**YOUR TASK:** Whenever a line in the data holds the string "FrameTime", pull that line out.

**Saved data entries:**
=-=-=

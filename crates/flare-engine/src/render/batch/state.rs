use crate::render::error::RenderError;

/// Lifecycle of a [`BatchRenderer`](super::BatchRenderer).
#[derive(Debug, Copy, Clone, Default, Eq, PartialEq)]
pub enum BatchState {
    #[default]
    Idle,
    Drawing,
    /// Terminal; GPU resources have been released.
    Disposed,
}

/// Operations that are subject to a state check.
#[derive(Debug, Copy, Clone, Eq, PartialEq)]
pub enum BatchOp {
    Begin,
    Draw,
    End,
    Flush,
    Dispose,
}

impl BatchState {
    /// Returns the state after `op`, or the violation if `op` is not allowed here.
    ///
    /// This is the complete transition table; nothing else mutates the state.
    pub fn transition(self, op: BatchOp) -> Result<BatchState, RenderError> {
        use BatchOp::*;
        use BatchState::*;

        match (self, op) {
            (Idle, Begin) => Ok(Drawing),
            (Drawing, Begin) => Err(RenderError::IllegalState("double begin")),

            (Drawing, Draw) => Ok(Drawing),
            (Idle, Draw) => Err(RenderError::IllegalState("draw before begin")),

            (Drawing, End) => Ok(Idle),
            (Idle, End) => Err(RenderError::IllegalState("end before begin")),

            (Idle | Drawing, Flush) => Ok(self),

            (Idle | Disposed, Dispose) => Ok(Disposed),
            (Drawing, Dispose) => Err(RenderError::IllegalState("dispose while drawing")),

            (Disposed, Begin | Draw | End | Flush) => Err(RenderError::IllegalState("renderer disposed")),
        }
    }
}

#[cfg(test)]
mod tests {
    use super::*;

    fn message(state: BatchState, op: BatchOp) -> &'static str {
        match state.transition(op) {
            Err(RenderError::IllegalState(msg)) => msg,
            other => panic!("expected IllegalState for {op:?} in {state:?}, got {other:?}"),
        }
    }

    #[test]
    fn legal_transitions() {
        assert_eq!(BatchState::Idle.transition(BatchOp::Begin).unwrap(), BatchState::Drawing);
        assert_eq!(BatchState::Drawing.transition(BatchOp::Draw).unwrap(), BatchState::Drawing);
        assert_eq!(BatchState::Drawing.transition(BatchOp::Flush).unwrap(), BatchState::Drawing);
        assert_eq!(BatchState::Idle.transition(BatchOp::Flush).unwrap(), BatchState::Idle);
        assert_eq!(BatchState::Drawing.transition(BatchOp::End).unwrap(), BatchState::Idle);
        assert_eq!(BatchState::Idle.transition(BatchOp::Dispose).unwrap(), BatchState::Disposed);
        assert_eq!(BatchState::Disposed.transition(BatchOp::Dispose).unwrap(), BatchState::Disposed);
    }

    #[test]
    fn violations_name_the_misuse() {
        assert_eq!(message(BatchState::Drawing, BatchOp::Begin), "double begin");
        assert_eq!(message(BatchState::Idle, BatchOp::Draw), "draw before begin");
        assert_eq!(message(BatchState::Idle, BatchOp::End), "end before begin");
        assert_eq!(message(BatchState::Drawing, BatchOp::Dispose), "dispose while drawing");
    }

    #[test]
    fn disposed_is_terminal() {
        for op in [BatchOp::Begin, BatchOp::Draw, BatchOp::End, BatchOp::Flush] {
            assert_eq!(message(BatchState::Disposed, op), "renderer disposed");
        }
    }
}
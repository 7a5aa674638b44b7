//! GPU context capability consumed by the batch renderer.
//!
//! The renderer never talks to wgpu directly; everything it needs from the GPU
//! goes through [`GpuBackend`]. Every call is synchronous from the caller's
//! point of view.
//!
//! Handles live in a [`GpuResources`] family so that long-lived renderers
//! don't inherit the borrows of a per-frame backend value.

mod wgpu_impl;

#[cfg(test)]
pub(crate) mod recording;

pub use wgpu_impl::{Wgpu, WgpuBackend, WgpuProgram, WgpuVertexBuffer};

use super::error::RenderError;
use super::shader::{LinkedShader, UniformLocation};
use super::vertex::VertexLayout;

/// Handle types of one GPU API.
pub trait GpuResources: 'static {
    /// GPU-resident vertex storage.
    type Buffer;
    /// Linked GPU program with its uniform storage.
    type Program;
}

pub type BufferOf<R> = <R as GpuResources>::Buffer;
pub type ProgramOf<R> = <R as GpuResources>::Program;

pub trait GpuBackend {
    type Resources: GpuResources;

    /// Allocates storage for `capacity` vertices of `layout`.
    fn create_vertex_buffer(&mut self, label: &str, layout: &VertexLayout, capacity: usize) -> BufferOf<Self::Resources>;

    /// Copies `vertices` (interleaved f32 attributes) to the start of `buffer`.
    fn upload_vertices(&mut self, buffer: &mut BufferOf<Self::Resources>, vertices: &[f32]);

    fn destroy_vertex_buffer(&mut self, buffer: BufferOf<Self::Resources>);

    fn create_program(&mut self, shader: &LinkedShader<'_>) -> Result<ProgramOf<Self::Resources>, RenderError>;

    fn bind_program(&mut self, program: &ProgramOf<Self::Resources>);

    /// Writes `bytes` into the program's uniform block at `location`.
    fn write_uniform(&mut self, program: &mut ProgramOf<Self::Resources>, location: UniformLocation, bytes: &[u8]);

    fn destroy_program(&mut self, program: ProgramOf<Self::Resources>);

    /// `None` disables blending.
    fn set_blend(&mut self, blend: Option<wgpu::BlendState>);

    /// Draws the first `vertex_count` vertices of `buffer` as an unindexed triangle list.
    fn draw_triangles(
        &mut self,
        program: &mut ProgramOf<Self::Resources>,
        buffer: &BufferOf<Self::Resources>,
        vertex_count: u32,
    ) -> Result<(), RenderError>;
}
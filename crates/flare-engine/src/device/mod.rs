//! wgpu device and window surface.
//!
//! [`Gpu`] owns the device, queue and the configured surface of one window.
//! Frames are acquired with [`Gpu::begin_frame`] and presented with
//! [`Gpu::submit`].

mod frame;
mod gpu;
mod init;

pub use frame::{GpuFrame, SurfaceErrorAction};
pub use gpu::Gpu;
pub use init::GpuInit;
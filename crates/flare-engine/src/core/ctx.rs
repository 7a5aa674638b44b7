use anyhow::Result;
use winit::window::{Window, WindowId};

use super::app::AppControl;
use crate::coords::Viewport;
use crate::device::{Gpu, SurfaceErrorAction};
use crate::render::{RenderCtx, RenderTarget};
use crate::time::FrameTime;
use crate::window::RuntimeCtx;

pub struct WindowCtx<'a> {
    pub id: WindowId,
    pub window: &'a Window,
}

impl WindowCtx<'_> {
    pub fn viewport(&self) -> Viewport {
        let logical = self.window.inner_size().to_logical::<f64>(self.window.scale_factor());
        Viewport::new(logical.width as f32, logical.height as f32)
    }

    pub fn scale_factor(&self) -> f32 {
        self.window.scale_factor() as f32
    }
}

/// Everything an [`App`](super::App) needs to draw one frame of one window.
///
/// `'a` is the callback, `'w` the window borrow held by [`Gpu`].
pub struct FrameCtx<'a, 'w> {
    pub window: WindowCtx<'a>,
    pub gpu: &'a mut Gpu<'w>,
    pub time: FrameTime,
    pub runtime: &'a mut RuntimeCtx,
}

impl FrameCtx<'_, '_> {
    /// Acquires the next image, clears it to `clear`, runs `draw`, presents.
    ///
    /// Surface errors are handled here: a skipped frame returns
    /// `Ok(AppControl::Continue)` without calling `draw`. An error from `draw`
    /// drops the frame unpresented and is returned.
    pub fn render<F>(&mut self, clear: wgpu::Color, draw: F) -> Result<AppControl>
    where
        F: FnOnce(&RenderCtx<'_>, &mut RenderTarget<'_>) -> Result<()>,
    {
        let viewport = self.window.viewport();
        if !viewport.is_valid() {
            return Ok(AppControl::Continue);
        }

        let mut frame = match self.gpu.begin_frame() {
            Ok(f) => f,
            Err(err) => {
                log::debug!("surface unavailable: {err}");
                return Ok(control_after(self.gpu.handle_surface_error(err)));
            }
        };

        frame.clear(clear);

        let rctx = RenderCtx::new(
            self.gpu.device(),
            self.gpu.queue(),
            self.gpu.surface_format(),
            viewport,
            self.window.scale_factor(),
        );

        // The target borrows the encoder; it must be gone before submit.
        {
            let mut target = RenderTarget::new(&mut frame.encoder, &frame.view);
            draw(&rctx, &mut target)?;
        }

        self.window.window.pre_present_notify();
        self.gpu.submit(frame);
        Ok(AppControl::Continue)
    }
}

/// Only a fatal surface error ends the app; the rest skip a frame.
fn control_after(action: SurfaceErrorAction) -> AppControl {
    match action {
        SurfaceErrorAction::Fatal => AppControl::Exit,
        SurfaceErrorAction::Reconfigured | SurfaceErrorAction::SkipFrame => AppControl::Continue,
    }
}

#[cfg(test)]
mod tests {
    use super::*;

    #[test]
    fn only_fatal_surface_errors_exit() {
        assert_eq!(control_after(SurfaceErrorAction::Fatal), AppControl::Exit);
        assert_eq!(control_after(SurfaceErrorAction::Reconfigured), AppControl::Continue);
        assert_eq!(control_after(SurfaceErrorAction::SkipFrame), AppControl::Continue);
    }
}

=-=-=

**FINISHED EXERCISE:**
use crate::time::FrameTime;
    pub time: FrameTime,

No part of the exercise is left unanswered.